Truth, strictly speaking, exists only in the created mind joining and dividing terms by reasoning, for everything is true according to the form of its own nature. Thus the intellect knows because it is made like to the objects known; and truth is the agreement of intellect and object, and therefore to know Truth is to know the agreement of knowledge with the thing known. Thus not sense, nor intellect as a mere power, but intellect judging a thing to be as it is apprehended to be, first knows and then pronounces a thing to be true. Hence the intellect knows truth by reason, that is, by composing and dividing; and accordingly truth exists only so far as this method is carried out.
Truth and Being are convertible, because things are knowable so far as they have being. If good be convertible with being, as it is, so is truth. Good adds to being the notion of desirability, while truth has direct relation to the mind. While truth and being are convertible terms, the true is, strictly speaking, prior to good, for it is nearer to being regarded simply and directly, while good follows upon being considered as in some degree perfect and desirable. For it is clear that knowledge precedes desire; and hence as the true is referred to the mind, and the good to desire, the idea of truth is prior to that of good. God is not only Truth, but the highest and first Truth, His Being is not only conformed to His Intellect, but It is His own very Act of Understanding, the measure and cause of all other being, and of every other intellect. Hence Truth is not only in God, but is His own very Existence, and the highest and primary Truth.

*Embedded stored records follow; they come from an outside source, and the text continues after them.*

//! Playing-surface attributes.
//!
//! A `TurfConditions` value is a partial record: it can come from manual entry,
//! from an image analyzer guess, or from both merged with [`TurfConditions::overlay`].

use schemars::JsonSchema;
use serde::{Deserialize, Serialize};
use validator::Validate;

#[derive(Debug, Clone, Default, PartialEq, Eq, Serialize, Deserialize, JsonSchema, Validate)]
#[serde(rename_all = "camelCase")]
pub struct TurfConditions {
    #[serde(default, skip_serializing_if = "Option::is_none")]
    pub surface_type: Option<SurfaceType>,
    #[serde(default, skip_serializing_if = "Option::is_none")]
    pub moisture_level: Option<MoistureLevel>,
    #[serde(default, skip_serializing_if = "Option::is_none")]
    pub grass_height: Option<GrassHeight>,
    #[serde(default, skip_serializing_if = "Option::is_none")]
    pub surface_quality: Option<SurfaceQuality>,
    /// Absent means no evenness adjustment
    #[serde(default, skip_serializing_if = "Option::is_none")]
    pub evenness: Option<Evenness>,
    /// How fast the ball runs on the surface, 1-10 (default 5)
    #[serde(default, skip_serializing_if = "Option::is_none")]
    #[validate(range(min = 1, max = 10))]
    pub ball_speed_rating: Option<i32>,
    /// Footing available to players, 1-10 (default 5)
    #[serde(default, skip_serializing_if = "Option::is_none")]
    #[validate(range(min = 1, max = 10))]
    pub traction_rating: Option<i32>,
}

impl TurfConditions {
    pub fn is_empty(&self) -> bool {
        *self == Self::default()
    }

    /// Merge manually entered fields over a detected guess.
    ///
    /// Every field set on `self` wins; gaps are filled from `detected`.
    pub fn overlay(&self, detected: &TurfConditions) -> TurfConditions {
        TurfConditions {
            surface_type: self.surface_type.or(detected.surface_type),
            moisture_level: self.moisture_level.or(detected.moisture_level),
            grass_height: self.grass_height.or(detected.grass_height),
            surface_quality: self.surface_quality.or(detected.surface_quality),
            evenness: self.evenness.or(detected.evenness),
            ball_speed_rating: self.ball_speed_rating.or(detected.ball_speed_rating),
            traction_rating: self.traction_rating.or(detected.traction_rating),
        }
    }
}

#[derive(Debug, Clone, Copy, PartialEq, Eq, Hash, Serialize, Deserialize, JsonSchema)]
pub enum SurfaceType {
    #[serde(rename = "Natural grass")]
    NaturalGrass,
    #[serde(rename = "Artificial turf")]
    ArtificialTurf,
    Hybrid,
}

#[derive(Debug, Clone, Copy, PartialEq, Eq, Hash, Default, Serialize, Deserialize, JsonSchema)]
pub enum MoistureLevel {
    Dry,
    #[default]
    Normal,
    Wet,
    Waterlogged,
}

impl MoistureLevel {
    /// Wet or waterlogged surfaces
    pub fn is_wet(&self) -> bool {
        matches!(self, Self::Wet | Self::Waterlogged)
    }
}

#[derive(Debug, Clone, Copy, PartialEq, Eq, Hash, Serialize, Deserialize, JsonSchema)]
pub enum GrassHeight {
    Short,
    Medium,
    Long,
}

#[derive(Debug, Clone, Copy, PartialEq, Eq, Hash, Default, Serialize, Deserialize, JsonSchema)]
pub enum SurfaceQuality {
    Excellent,
    #[default]
    Good,
    Fair,
    Poor,
}

impl SurfaceQuality {
    /// Fair and poor surfaces both force a slow, short-passing game.
    pub fn is_degraded(&self) -> bool {
        matches!(self, Self::Fair | Self::Poor)
    }
}

#[derive(Debug, Clone, Copy, PartialEq, Eq, Hash, Serialize, Deserialize, JsonSchema)]
pub enum Evenness {
    Level,
    #[serde(rename = "Slightly uneven")]
    SlightlyUneven,
    #[serde(rename = "Very uneven")]
    VeryUneven,
}

#[cfg(test)]
mod tests {
    use super::*;

    #[test]
    fn test_overlay_prefers_manual_entries() {
        let detected = TurfConditions {
            surface_type: Some(SurfaceType::ArtificialTurf),
            moisture_level: Some(MoistureLevel::Dry),
            surface_quality: Some(SurfaceQuality::Fair),
            ball_speed_rating: Some(7),
            traction_rating: Some(7),
            ..Default::default()
        };
        let manual = TurfConditions {
            moisture_level: Some(MoistureLevel::Wet),
            traction_rating: Some(3),
            evenness: Some(Evenness::VeryUneven),
            ..Default::default()
        };

        let merged = manual.overlay(&detected);
        assert_eq!(merged.surface_type, Some(SurfaceType::ArtificialTurf));
        assert_eq!(merged.moisture_level, Some(MoistureLevel::Wet));
        assert_eq!(merged.surface_quality, Some(SurfaceQuality::Fair));
        assert_eq!(merged.evenness, Some(Evenness::VeryUneven));
        assert_eq!(merged.ball_speed_rating, Some(7));
        assert_eq!(merged.traction_rating, Some(3));
        assert_eq!(merged.grass_height, None);
    }

    #[test]
    fn test_overlay_of_empty_records_is_empty() {
        let merged = TurfConditions::default().overlay(&TurfConditions::default());
        assert!(merged.is_empty());
    }

    #[test]
    fn test_wire_names() {
        let turf: TurfConditions = serde_json::from_str(
            r#"{"surfaceType": "Natural grass", "moistureLevel": "Waterlogged", "evenness": "Slightly uneven", "ballSpeedRating": 6}"#,
        )
        .unwrap();
        assert_eq!(turf.surface_type, Some(SurfaceType::NaturalGrass));
        assert!(turf.moisture_level.unwrap().is_wet());
        assert_eq!(turf.evenness, Some(Evenness::SlightlyUneven));
        assert_eq!(turf.ball_speed_rating, Some(6));
    }

    #[test]
    fn test_degraded_quality() {
        assert!(SurfaceQuality::Poor.is_degraded());
        assert!(SurfaceQuality::Fair.is_degraded());
        assert!(!SurfaceQuality::Good.is_degraded());
        assert!(!SurfaceQuality::Excellent.is_degraded());
    }

    #[test]
    fn test_rating_range_validation() {
        let bad = TurfConditions { ball_speed_rating: Some(15), ..Default::default() };
        assert!(bad.validate().is_err());

        let ok = TurfConditions { traction_rating: Some(10), ..Default::default() };
        assert!(ok.validate().is_ok());
    }
}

Truth as the standard of all other truths in creatures is in a sense one, and in a sense not one; for truth is first in the intellect, and afterwards in things as they have relation to the Divine Mind. Wherefore if we speak of truth in the intellect according to its own nature, we find many truths in the many created intellects, also in the many thoughts of one intellect. If we speak of truth in things, all are true by virtue of one primal Truth, to which each one is assimilated according to its being; and however many essences or forms there are, still there is but one Truth in the Divine Mind, which is the Rule of Truth in all things.
Things being denominated as true by the truth of the intellect, no created truth can be eternal. And so, if no created intellect can be eternal, nor any created truth, whereas the Divine Intellect alone is eternal, Truth is eternal there alone, and immutable, for truth of the intellect consists in its conformity to its objects, and this can change on the part of the created intellect and on the part of its object. An intellect beyond the risk of change of any kind, and extending itself in its knowledge to everything, is in its Truth immutable. This is the prerogative of the Divine Intellect, and, therefore, Its Truth is immutable; but the truth of our intellect is mutable.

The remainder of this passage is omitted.